[Start of section]

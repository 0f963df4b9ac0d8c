//! Application layer for ShoesX.
//!
//! Use cases that coordinate the domain engines with identity and remote
//! storage.

pub mod cart_sync_service;
pub mod profile_service;

pub use cart_sync_service::CartSyncService;
pub use profile_service::ProfileService;
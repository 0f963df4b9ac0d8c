//! Profile measurements use case.

use std::sync::Arc;

use shoesx_core::error::Result;
use shoesx_core::fit::{FootMeasurements, SizeRecommendation, recommend_size};
use shoesx_core::remote::{DocumentPatch, MEASUREMENTS_FIELD, RemoteDocumentStore, UPDATED_AT_FIELD};

/// Reads and writes foot measurements on the user's remote document.
pub struct ProfileService {
    remote: Arc<dyn RemoteDocumentStore>,
}

impl ProfileService {
    pub fn new(remote: Arc<dyn RemoteDocumentStore>) -> Self {
        Self { remote }
    }

    /// Validates and merge-writes `measurements`, stamping `updatedAt`.
    ///
    /// Other fields on the document (including the cart) are left untouched.
    pub async fn save_measurements(&self, user_id: &str, measurements: &FootMeasurements) -> Result<()> {
        measurements.validate()?;

        let patch = DocumentPatch::new()
            .with_field(MEASUREMENTS_FIELD, serde_json::to_value(measurements)?)
            .with_server_timestamp(UPDATED_AT_FIELD);
        self.remote.merge(user_id, patch).await?;

        tracing::info!("[Profile] Saved measurements for {}", user_id);
        Ok(())
    }

    /// Returns the stored measurements, `None` if the user has none.
    pub async fn load_measurements(&self, user_id: &str) -> Result<Option<FootMeasurements>> {
        let Some(document) = self.remote.get(user_id).await? else {
            return Ok(None);
        };
        match document.get(MEASUREMENTS_FIELD) {
            None | Some(serde_json::Value::Null) => Ok(None),
            Some(value) => Ok(Some(serde_json::from_value(value.clone())?)),
        }
    }

    /// Size recommendation from the stored measurements.
    pub async fn recommend_for(&self, user_id: &str, category: &str) -> Result<Option<SizeRecommendation>> {
        match self.load_measurements(user_id).await? {
            Some(measurements) => recommend_size(&measurements, category).map(Some),
            None => Ok(None),
        }
    }
}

[End of section]

Exercise directions:
Wherever the string "remote" is found in the listing above, copy the line that contains it.

Answer to the exercise:
//! Use cases that coordinate the domain engines with identity and remote
use shoesx_core::remote::{DocumentPatch, MEASUREMENTS_FIELD, RemoteDocumentStore, UPDATED_AT_FIELD};
/// Reads and writes foot measurements on the user's remote document.
    remote: Arc<dyn RemoteDocumentStore>,
    pub fn new(remote: Arc<dyn RemoteDocumentStore>) -> Self {
        Self { remote }
        self.remote.merge(user_id, patch).await?;
        let Some(document) = self.remote.get(user_id).await? else {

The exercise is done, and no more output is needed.